Матвеев лежал, опершись о локоть, и капризно мешал ложкой кашу.
— Ведь нельзя, Матвеев, — сказала Варя. — Ты же не маленький.
— Конечно, не маленький. А ты кормишь меня кашей. Хоть небольшой ломтик мяса, а? Что от него сделается?
— Нет, нельзя. Если б даже я согласилась, Безайс всё равно не позволит.
Она помогла ему подняться и положила подушки за спину. Матвееву не понравилось, что она так ухаживает за ним. Ему не хотелось казаться беспомощным.
— Пусти, — сказал он с досадой. — Тебе, может быть, кажется, что я умираю?
— Вовсе нет, — ответила она растерянно.
Матвеев взял тарелку и начал медленно есть.
— Что слышно?
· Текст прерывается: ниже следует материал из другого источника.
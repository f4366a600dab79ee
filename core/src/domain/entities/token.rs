//! Token payload entities.

use serde::{Deserialize, Serialize};

use super::payload::Payload;

/// Claims carried by an access token
#[derive(Debug, Clone, PartialEq, Serialize, Deserialize)]
#[serde(rename_all = "camelCase")]
pub struct AccessTokenPayload {
    pub session_handle: String,

    pub user_id: String,

    /// SHA-256 of the refresh token this access token was issued with
    pub refresh_token_hash1: String,

    /// Present until the paired refresh token has been promoted
    #[serde(default, skip_serializing_if = "Option::is_none")]
    pub parent_refresh_token_hash1: Option<String>,

    /// Expiry in epoch milliseconds
    pub expiry_time: i64,

    pub user_payload: Payload,
}

impl AccessTokenPayload {
    pub fn is_expired_at(&self, now_ms: i64) -> bool {
        self.expiry_time < now_ms
    }
}

/// Plaintext of an encrypted refresh token
#[derive(Debug, Clone, PartialEq, Eq, Serialize, Deserialize)]
#[serde(rename_all = "camelCase")]
pub struct RefreshTokenPayload {
    pub session_handle: String,

    pub user_id: String,

    /// Must equal the token's plaintext suffix
    pub nonce: String,

    #[serde(default, skip_serializing_if = "Option::is_none")]
    pub parent_refresh_token_hash1: Option<String>,
}

/// A token string together with its expiry (epoch milliseconds)
#[derive(Debug, Clone, PartialEq, Eq, Serialize, Deserialize)]
pub struct TokenInfo {
    pub token: String,
    pub expires_at: i64,
}

impl TokenInfo {
    pub fn new(token: String, expires_at: i64) -> Self {
        Self { token, expires_at }
    }
}
//! # Infrastructure Layer
//!
//! Concrete implementations behind the session engine's storage contract.
//!
//! ## Architecture
//!
//! - **Database**: MySQL connection pool and the [`MySqlStorage`] unit-of-work
//!   implementation using SQLx
//! - **Telemetry**: `tracing-subscriber` installation from [`LoggingConfig`]
//! - **Binaries**: `session_cleanup`, one cleanup cycle for an external scheduler
//!
//! ## Features
//!
//! - `mysql`: Enable MySQL database support (default)
//!
//! [`LoggingConfig`]: se_shared::LoggingConfig

use std::sync::Arc;

use se_core::errors::DomainError;
use se_core::services::{SessionEngine, SessionEngineConfig};
use se_shared::DatabaseConfig;

/// Database module - MySQL implementations using SQLx
#[cfg(feature = "mysql")]
pub mod database;

/// Logging initialisation
pub mod telemetry;

#[cfg(feature = "mysql")]
pub use database::{DatabasePool, MySqlStorage, MySqlUnitOfWork, PoolStatistics};

/// Build a session engine over MySQL and run its `init`
///
/// The returned pool handle is the one the engine uses; close it on shutdown.
#[cfg(feature = "mysql")]
pub async fn connect_engine(
    database: &DatabaseConfig,
    engine_config: SessionEngineConfig,
) -> Result<(SessionEngine<MySqlStorage>, DatabasePool), InfrastructureError> {
    tracing::info!("Connecting session engine to MySQL");

    let pool = DatabasePool::new(database).await?;
    let storage = MySqlStorage::new(&pool, database)?;
    let engine = SessionEngine::new(Arc::new(storage), engine_config);
    engine.init().await?;

    tracing::info!("Session engine initialised");
    Ok((engine, pool))
}

/// Infrastructure-specific error types
#[derive(Debug, thiserror::Error)]
pub enum InfrastructureError {
    /// Database connection error
    #[error("Database error: {0}")]
    Database(#[from] sqlx::Error),

    /// Configuration error
    #[error("Configuration error: {0}")]
    Config(String),

    /// Engine initialisation error
    #[error("Engine error: {0}")]
    Engine(#[from] DomainError),

    /// Subscriber installation error
    #[error("Telemetry error: {0}")]
    Telemetry(String),
}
Где сейчас фронт?
— Я ничего не знаю.
— Но этого быть не может.
— Честное слово, не знаю!
— А я знаю, — сказал Матвеев, беря хлеб. — Это все Безайсовы штуки. Он запретил говорить об этом? О, я знаю его. Если он вздумает что-нибудь, то скорее даст себя убить, чем откажется от своих глупостей. Он, наверное, расхаживает сейчас по дому, рассказывает, как ему на фронте вырезали опухоль, и кричит на всех.
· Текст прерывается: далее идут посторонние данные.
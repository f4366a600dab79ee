//! In-memory storage with real row locks
//!
//! Each unit of work holds an owned per-row mutex guard for every row it has
//! read for update or written, and buffers its writes until commit. This gives
//! the same serialization a `SELECT ... FOR UPDATE` transaction gives on MySQL,
//! so race properties can be exercised without a database.

use std::collections::HashMap;
use std::sync::atomic::{AtomicBool, AtomicU64, AtomicUsize, Ordering};
use std::sync::{Arc, Mutex as StdMutex, PoisonError};
use std::time::Duration;

use async_trait::async_trait;
use tokio::sync::{Mutex, OwnedMutexGuard, RwLock};

use crate::domain::entities::{Payload, SessionDataRecord, SessionRecord, SigningKey};
use crate::errors::{StorageError, StorageResult};
use crate::repositories::session::{SessionRepository, SessionTransaction};
use crate::repositories::signing_key::SigningKeyTransaction;

use super::r#trait::{Storage, UnitOfWork};

#[derive(Default)]
struct MemoryState {
    sessions: RwLock<HashMap<String, SessionRecord>>,
    keys: RwLock<HashMap<String, SigningKey>>,
    row_locks: StdMutex<HashMap<String, Arc<Mutex<()>>>>,
    key_inserts: AtomicUsize,
    commits: AtomicUsize,
    destroyed_connections: AtomicUsize,
    latency_ms: AtomicU64,
    unavailable: AtomicBool,
    lose_session_update: AtomicBool,
}

impl MemoryState {
    /// Simulated network round trip
    async fn round_trip(&self) -> StorageResult<()> {
        if self.unavailable.load(Ordering::SeqCst) {
            return Err(StorageError::Connection {
                message: "memory storage is unavailable".to_string(),
            });
        }
        let latency = self.latency_ms.load(Ordering::SeqCst);
        if latency > 0 {
            tokio::time::sleep(Duration::from_millis(latency)).await;
        }
        Ok(())
    }

    async fn lock_row(self: &Arc<Self>, row: String) -> RowGuard {
        let lock = {
            let mut locks = self
                .row_locks
                .lock()
                .unwrap_or_else(PoisonError::into_inner);
            Arc::clone(locks.entry(row.clone()).or_insert_with(|| Arc::new(Mutex::new(()))))
        };
        RowGuard {
            state: Arc::clone(self),
            row,
            guard: Some(lock.lock_owned().await),
        }
    }

    /// Forget the row's mutex once nobody holds or waits on it
    fn release_row(&self, row: &str) {
        let mut locks = self
            .row_locks
            .lock()
            .unwrap_or_else(PoisonError::into_inner);
        if matches!(locks.get(row), Some(lock) if Arc::strong_count(lock) == 1) {
            locks.remove(row);
        }
    }
}

/// Held row lock; the map entry is pruned on drop when it is the last user
struct RowGuard {
    state: Arc<MemoryState>,
    row: String,
    guard: Option<OwnedMutexGuard<()>>,
}

impl Drop for RowGuard {
    fn drop(&mut self) {
        self.guard.take();
        self.state.release_row(&self.row);
    }
}

fn session_row(session_handle_hash1: &str) -> String {
    format!("session:{}", session_handle_hash1)
}

fn key_row(key_name: &str) -> String {
    format!("key:{}", key_name)
}

/// In-memory implementation of the storage contract
#[derive(Clone, Default)]
pub struct MemoryStorage {
    state: Arc<MemoryState>,
}

impl MemoryStorage {
    /// Create an empty store
    pub fn new() -> Self {
        Self::default()
    }

    /// Delay every round trip by `latency`
    pub fn set_latency(&self, latency: Duration) {
        self.state
            .latency_ms
            .store(latency.as_millis() as u64, Ordering::SeqCst);
    }

    /// Make every round trip fail with a connection error
    pub fn set_available(&self, available: bool) {
        self.state.unavailable.store(!available, Ordering::SeqCst);
    }

    /// Number of signing key rows inserted by committed units of work
    pub fn key_inserts(&self) -> usize {
        self.state.key_inserts.load(Ordering::SeqCst)
    }

    /// Number of committed units of work
    pub fn commits(&self) -> usize {
        self.state.commits.load(Ordering::SeqCst)
    }

    /// Number of units of work dropped without a successful commit
    pub fn destroyed_connections(&self) -> usize {
        self.state.destroyed_connections.load(Ordering::SeqCst)
    }

    /// Committed session row, if any
    pub async fn session(&self, session_handle_hash1: &str) -> Option<SessionRecord> {
        self.state
            .sessions
            .read()
            .await
            .get(session_handle_hash1)
            .cloned()
    }

    /// Committed signing key row, if any
    pub async fn signing_key(&self, key_name: &str) -> Option<SigningKey> {
        self.state.keys.read().await.get(key_name).cloned()
    }

    /// Write a signing key row directly, bypassing row locks
    pub async fn put_signing_key(&self, key: SigningKey) {
        self.state
            .keys
            .write()
            .await
            .insert(key.key_name.clone(), key);
    }

    /// Overwrite the expiry of a session row directly
    pub async fn set_session_expiry(&self, session_handle_hash1: &str, expires_at: i64) -> bool {
        match self.state.sessions.write().await.get_mut(session_handle_hash1) {
            Some(row) => {
                row.expires_at = expires_at;
                true
            }
            None => false,
        }
    }

    pub async fn session_count(&self) -> usize {
        self.state.sessions.read().await.len()
    }

    /// Number of rows with a live lock entry
    pub fn row_lock_count(&self) -> usize {
        self.state
            .row_locks
            .lock()
            .unwrap_or_else(PoisonError::into_inner)
            .len()
    }

    /// Make the next `update_session` inside a unit of work report zero rows
    pub fn lose_next_session_update(&self) {
        self.state.lose_session_update.store(true, Ordering::SeqCst);
    }
}

#[async_trait]
impl SessionRepository for MemoryStorage {
    async fn create_session(&self, session: &SessionRecord) -> StorageResult<()> {
        self.state.round_trip().await?;
        let _guard = self
            .state
            .lock_row(session_row(&session.session_handle_hash1))
            .await;

        let mut sessions = self.state.sessions.write().await;
        if sessions.contains_key(&session.session_handle_hash1) {
            return Err(StorageError::Conflict {
                message: format!(
                    "Duplicate entry '{}' for key 'PRIMARY'",
                    session.session_handle_hash1
                ),
            });
        }
        sessions.insert(session.session_handle_hash1.clone(), session.clone());
        Ok(())
    }

    async fn delete_session(&self, session_handle_hash1: &str) -> StorageResult<u64> {
        self.state.round_trip().await?;
        let _guard = self.state.lock_row(session_row(session_handle_hash1)).await;

        let removed = self.state.sessions.write().await.remove(session_handle_hash1);
        Ok(u64::from(removed.is_some()))
    }

    async fn get_session_data(
        &self,
        session_handle_hash1: &str,
    ) -> StorageResult<Option<SessionDataRecord>> {
        self.state.round_trip().await?;
        let sessions = self.state.sessions.read().await;
        Ok(sessions.get(session_handle_hash1).map(|row| SessionDataRecord {
            session_data: row.session_data.clone(),
            expires_at: row.expires_at,
        }))
    }

    async fn update_session_data(
        &self,
        session_handle_hash1: &str,
        session_data: Option<&Payload>,
    ) -> StorageResult<u64> {
        self.state.round_trip().await?;
        let _guard = self.state.lock_row(session_row(session_handle_hash1)).await;

        let mut sessions = self.state.sessions.write().await;
        match sessions.get_mut(session_handle_hash1) {
            Some(row) => {
                row.session_data = session_data.cloned();
                Ok(1)
            }
            None => Ok(0),
        }
    }

    async fn list_session_handles_for_user(&self, user_id: &str) -> StorageResult<Vec<String>> {
        self.state.round_trip().await?;
        let sessions = self.state.sessions.read().await;
        Ok(sessions
            .values()
            .filter(|row| row.user_id == user_id)
            .map(|row| row.session_handle_hash1.clone())
            .collect())
    }

    async fn delete_expired_sessions(&self, now_ms: i64) -> StorageResult<u64> {
        self.state.round_trip().await?;
        let mut sessions = self.state.sessions.write().await;
        let before = sessions.len();
        sessions.retain(|_, row| !row.is_expired_at(now_ms));
        Ok((before - sessions.len()) as u64)
    }
}

#[async_trait]
impl Storage for MemoryStorage {
    type Tx = MemoryUnitOfWork;

    async fn begin(&self) -> StorageResult<MemoryUnitOfWork> {
        self.state.round_trip().await?;
        Ok(MemoryUnitOfWork {
            state: Arc::clone(&self.state),
            guards: HashMap::new(),
            pending_sessions: HashMap::new(),
            pending_keys: HashMap::new(),
            inserted_keys: 0,
            committed: false,
            destroy: false,
        })
    }

    async fn health_check(&self) -> StorageResult<()> {
        self.state.round_trip().await
    }

    async fn ensure_schema(&self) -> StorageResult<()> {
        self.state.round_trip().await
    }
}

/// Unit of work over [`MemoryStorage`]
pub struct MemoryUnitOfWork {
    state: Arc<MemoryState>,
    guards: HashMap<String, RowGuard>,
    pending_sessions: HashMap<String, SessionRecord>,
    pending_keys: HashMap<String, SigningKey>,
    inserted_keys: usize,
    committed: bool,
    destroy: bool,
}

impl MemoryUnitOfWork {
    async fn acquire(&mut self, row: String) {
        if !self.guards.contains_key(&row) {
            let guard = self.state.lock_row(row.clone()).await;
            self.guards.insert(row, guard);
        }
    }

    async fn current_session(&self, session_handle_hash1: &str) -> Option<SessionRecord> {
        match self.pending_sessions.get(session_handle_hash1) {
            Some(row) => Some(row.clone()),
            None => self
                .state
                .sessions
                .read()
                .await
                .get(session_handle_hash1)
                .cloned(),
        }
    }

    async fn current_key(&self, key_name: &str) -> Option<SigningKey> {
        match self.pending_keys.get(key_name) {
            Some(key) => Some(key.clone()),
            None => self.state.keys.read().await.get(key_name).cloned(),
        }
    }
}

#[async_trait]
impl SessionTransaction for MemoryUnitOfWork {
    async fn get_session_for_update(
        &mut self,
        session_handle_hash1: &str,
    ) -> StorageResult<Option<SessionRecord>> {
        self.state.round_trip().await?;
        self.acquire(session_row(session_handle_hash1)).await;
        Ok(self.current_session(session_handle_hash1).await)
    }

    async fn update_session(
        &mut self,
        session_handle_hash1: &str,
        refresh_token_hash2: &str,
        session_data: Option<&Payload>,
        expires_at: i64,
    ) -> StorageResult<u64> {
        self.state.round_trip().await?;
        self.acquire(session_row(session_handle_hash1)).await;
        if self.state.lose_session_update.swap(false, Ordering::SeqCst) {
            return Ok(0);
        }

        match self.current_session(session_handle_hash1).await {
            Some(mut row) => {
                row.refresh_token_hash2 = refresh_token_hash2.to_string();
                row.session_data = session_data.cloned();
                row.expires_at = expires_at;
                self.pending_sessions
                    .insert(session_handle_hash1.to_string(), row);
                Ok(1)
            }
            None => Ok(0),
        }
    }
}

#[async_trait]
impl SigningKeyTransaction for MemoryUnitOfWork {
    async fn get_key_for_update(&mut self, key_name: &str) -> StorageResult<Option<SigningKey>> {
        self.state.round_trip().await?;
        self.acquire(key_row(key_name)).await;
        Ok(self.current_key(key_name).await)
    }

    async fn insert_key(&mut self, key: &SigningKey) -> StorageResult<()> {
        self.state.round_trip().await?;
        self.acquire(key_row(&key.key_name)).await;

        if self.current_key(&key.key_name).await.is_some() {
            return Err(StorageError::Conflict {
                message: format!("Duplicate entry '{}' for key 'PRIMARY'", key.key_name),
            });
        }
        self.pending_keys.insert(key.key_name.clone(), key.clone());
        self.inserted_keys += 1;
        Ok(())
    }

    async fn update_key(&mut self, key: &SigningKey) -> StorageResult<u64> {
        self.state.round_trip().await?;
        self.acquire(key_row(&key.key_name)).await;

        if self.current_key(&key.key_name).await.is_none() {
            return Ok(0);
        }
        self.pending_keys.insert(key.key_name.clone(), key.clone());
        Ok(1)
    }
}

#[async_trait]
impl UnitOfWork for MemoryUnitOfWork {
    async fn commit(mut self) -> StorageResult<()> {
        self.state.round_trip().await?;

        // Both write locks are taken before anything is applied so a
        // cancelled commit leaves no partial writes behind.
        let state = Arc::clone(&self.state);
        let mut sessions = state.sessions.write().await;
        let mut keys = state.keys.write().await;
        sessions.extend(std::mem::take(&mut self.pending_sessions));
        keys.extend(std::mem::take(&mut self.pending_keys));
        drop(keys);
        drop(sessions);

        self.state
            .key_inserts
            .fetch_add(self.inserted_keys, Ordering::SeqCst);
        self.state.commits.fetch_add(1, Ordering::SeqCst);
        self.committed = true;
        Ok(())
    }

    fn mark_for_destruction(&mut self) {
        self.destroy = true;
    }
}

impl Drop for MemoryUnitOfWork {
    fn drop(&mut self) {
        if !self.committed || self.destroy {
            self.state
                .destroyed_connections
                .fetch_add(1, Ordering::SeqCst);
        }
    }
}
— Это правда, — засмеялась Варя.
— А он делает что-нибудь? — сказал Матвеев, помолчав.
— Не знаю. Он ничего мне не говорит.
— Он ходит куда-нибудь?
— Его целыми днями нет дома. А что он должен делать?
— Надо подумать об отъезде. Не целый же год мы будем сидеть здесь.
— А разве вы не останетесь, пока придут красные?